Please copy each line of the records below that includes the word "number".

# # #

/// The fixed vocabulary of constraining facets
#[derive(Debug, Clone, Copy, PartialEq, Eq, Hash)]
pub enum FacetKind {
    /// Exact length (characters, bytes or list items)
    Length,
    /// Minimum length
    MinLength,
    /// Maximum length
    MaxLength,
    /// Regular-expression pattern
    Pattern,
    /// Fixed set of allowed values
    Enumeration,
    /// Inclusive upper bound
    MaxInclusive,
    /// Exclusive upper bound
    MaxExclusive,
    /// Inclusive lower bound
    MinInclusive,
    /// Exclusive lower bound
    MinExclusive,
    /// Maximum number of significant digits
    TotalDigits,
    /// Maximum number of fractional digits
    FractionDigits,
    /// Binary encoding selector (hex or base64)
    Encoding,
    /// White-space normalization policy
    WhiteSpace,
    /// Recurring-duration span
    Duration,
    /// Recurring-duration period
    Period,
}

impl FacetKind {
    /// The canonical facet name
    pub fn as_str(self) -> &'static str {
        match self {
            FacetKind::Length => "length",
            FacetKind::MinLength => "minLength",
            FacetKind::MaxLength => "maxLength",
            FacetKind::Pattern => "pattern",
            FacetKind::Enumeration => "enumeration",
            FacetKind::MaxInclusive => "maxInclusive",
            FacetKind::MaxExclusive => "maxExclusive",
            FacetKind::MinInclusive => "minInclusive",
            FacetKind::MinExclusive => "minExclusive",
            FacetKind::TotalDigits => "totalDigits",
            FacetKind::FractionDigits => "fractionDigits",
            FacetKind::Encoding => "encoding",
            FacetKind::WhiteSpace => "whiteSpace",
            FacetKind::Duration => "duration",
            FacetKind::Period => "period",
        }
    }

    /// Parse a facet name, accepting the legacy aliases `precision`
    /// (totalDigits) and `scale` (fractionDigits).
    pub fn from_name(name: &str) -> Option<Self> {
        match name {
            "length" => Some(FacetKind::Length),
            "minLength" => Some(FacetKind::MinLength),
            "maxLength" => Some(FacetKind::MaxLength),
            "pattern" => Some(FacetKind::Pattern),
            "enumeration" => Some(FacetKind::Enumeration),
            "maxInclusive" => Some(FacetKind::MaxInclusive),
            "maxExclusive" => Some(FacetKind::MaxExclusive),
            "minInclusive" => Some(FacetKind::MinInclusive),
            "minExclusive" => Some(FacetKind::MinExclusive),
            "totalDigits" | "precision" => Some(FacetKind::TotalDigits),
            "fractionDigits" | "scale" => Some(FacetKind::FractionDigits),
            "encoding" => Some(FacetKind::Encoding),
            "whiteSpace" => Some(FacetKind::WhiteSpace),
            "duration" => Some(FacetKind::Duration),
            "period" => Some(FacetKind::Period),
            _ => None,
        }
    }

    fn bit(self) -> u16 {
        match self {
            FacetKind::Length => 1 << 0,
            FacetKind::MinLength => 1 << 1,
            FacetKind::MaxLength => 1 << 2,
            FacetKind::Pattern => 1 << 3,
            FacetKind::Enumeration => 1 << 4,
            FacetKind::MaxInclusive => 1 << 5,
            FacetKind::MaxExclusive => 1 << 6,
            FacetKind::MinInclusive => 1 << 7,
            FacetKind::MinExclusive => 1 << 8,
            FacetKind::TotalDigits => 1 << 9,
            FacetKind::FractionDigits => 1 << 10,
            FacetKind::Encoding => 1 << 11,
            FacetKind::WhiteSpace => 1 << 12,
            FacetKind::Duration => 1 << 13,
            FacetKind::Period => 1 << 14,
        }
    }
}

# # #

** Exercise output **
    /// Maximum number of significant digits
    /// Maximum number of fractional digits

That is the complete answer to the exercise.